Here comes the meal. Rolls of mince meat grilled on coals and served in a round bread called lepinja with a side serving of raw onions. It might seem a bit much for brunch but cevapi provide a mouthwatering offering. Coca-Cola doesn’t go too well with cevapi, no matter how much its logo is suggestively dotted over the napkins on every table. Best to team your cevapi with a natural yoghurt drink.
Cevapi: what's your secret
At first glance the cevapi seem fairly easy to prepare, but finding the recipe is another thing entirely. Every renowned ćevabdžinica jealously guards the secrets of their ingredients. We manage to prise some hints at Kod Muje; you need various sorts of excellent quality meat spiced to a particular degree and from there, it’s a question of passing the word on from generation to generation. That’s basically it.

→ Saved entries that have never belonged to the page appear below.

use std::{error::Error, process::ExitCode};

use clap::{Parser, Subcommand};
use colored::Colorize;
use ontomap::{
    config::{LogLevel, LoggerSettings},
    logger,
    mapping::{
        EmbeddedOntologyMappingLoader, EmbeddedResources, OntologyMappingLoader, ResourceCatalog,
    },
};

/// Inspect the ontology mappings bundled with this build.
#[derive(Debug, Parser)]
#[command(name = "ontomap", version, about)]
struct Cli {
    /// Log level used when `RUST_LOG` is not set.
    #[arg(long, value_enum, default_value_t = Level::Warn, global = true)]
    log_level: Level,

    #[command(subcommand)]
    command: Command,
}

#[derive(Debug, Subcommand)]
enum Command {
    /// List the names of all bundled resources.
    List,
    /// Load a bundled mapping and print its section summary.
    Check {
        /// Trailing part of the resource name, e.g. `mappings/v1/brick_to_rec.json`.
        resource: String,
    },
}

#[derive(Clone, Copy, Debug, clap::ValueEnum)]
enum Level {
    Trace,
    Debug,
    Info,
    Warn,
    Error,
}

impl From<Level> for LogLevel {
    fn from(level: Level) -> Self {
        match level {
            Level::Trace => Self::Trace,
            Level::Debug => Self::Debug,
            Level::Info => Self::Info,
            Level::Warn => Self::Warn,
            Level::Error => Self::Error,
        }
    }
}

fn check(resource: String) -> ExitCode {
    let result = EmbeddedOntologyMappingLoader::new(resource)
        .and_then(|loader| loader.load_ontology_mapping());

    match result {
        Ok(mapping) => {
            let summary = mapping.summary();
            println!("{}", "mapping loaded".green().bold());
            println!("  input ontologies:       {}", summary.input_ontologies);
            println!("  output ontologies:      {}", summary.output_ontologies);
            println!("  namespace remaps:       {}", summary.namespace_remaps);
            println!("  interface remaps:       {}", summary.interface_remaps);
            println!("  relationship remaps:    {}", summary.relationship_remaps);
            println!("  property projections:   {}", summary.property_projections);
            println!("  fill properties:        {}", summary.fill_properties);
            println!("  object transformations: {}", summary.object_transformations);
            ExitCode::SUCCESS
        }
        Err(err) => {
            eprintln!("{} {err}", "error:".red().bold());
            let mut source = err.source();
            while let Some(cause) = source {
                eprintln!("  {} {cause}", "caused by:".yellow());
                source = cause.source();
            }
            if err.is_mapping_file_error() {
                ExitCode::from(2)
            } else {
                ExitCode::FAILURE
            }
        }
    }
}

fn main() -> ExitCode {
    let cli = Cli::parse();
    logger::init(&LoggerSettings {
        level: cli.log_level.into(),
        ..LoggerSettings::default()
    });

    match cli.command {
        Command::List => {
            for name in EmbeddedResources::bundled().resource_names() {
                println!("{name}");
            }
            ExitCode::SUCCESS
        }
        Command::Check { resource } => check(resource),
    }
}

Dedicated internet forums try to pass on recipes whilst others engage in hearty discussions on where the best cevapi can be found in Bosnia-Herzegovina, and still others argue about how the accompanying bread should be soaked.
The endless debates show how seriously cevapi is taken as a dish in Bosnia, so much so that Bosnian cities actually rival each other according to local varieties. A cevap won’t taste the same in Banja Luka as it does in the capital Sarajevo, or the cities of Travnik in the centre or Mostar in the south. The Banjalucki ćevap not only tastes different from the Sarajevski ćevap but is also presented differently, coming cut up in four quarters. Amateurs go further still and say that the real secret of this specialty resides in the atmosphere of a Bosnian ćevabdžinica and in the smokiness leant to the meat by the coals.
Mcdonald’s to dethrone cevapi ?
Whilst currrently three countries in Europe don’t have McDonald’s restaurants on their turfs - namely Iceland, Armenia and Albania - Bosnia-Herzegovina joins them in part of this consumerist extinction. Indeed, the first McDonald’s was implanted in the former Yugoslavia, more precisely in Belgrade in 1988, before the American forces spread to other cities and ex-Yugoslav republics. Until then the chain had evaded the Bosnian market, as it was considered unreliable. The absence of McDonald’s is a source of happiness for certain fast-food locals, who enjoy playing on the name and logo of the American giant. A case in point is McMilano’s in Visoko, a medieval city in the centre of Bosnia.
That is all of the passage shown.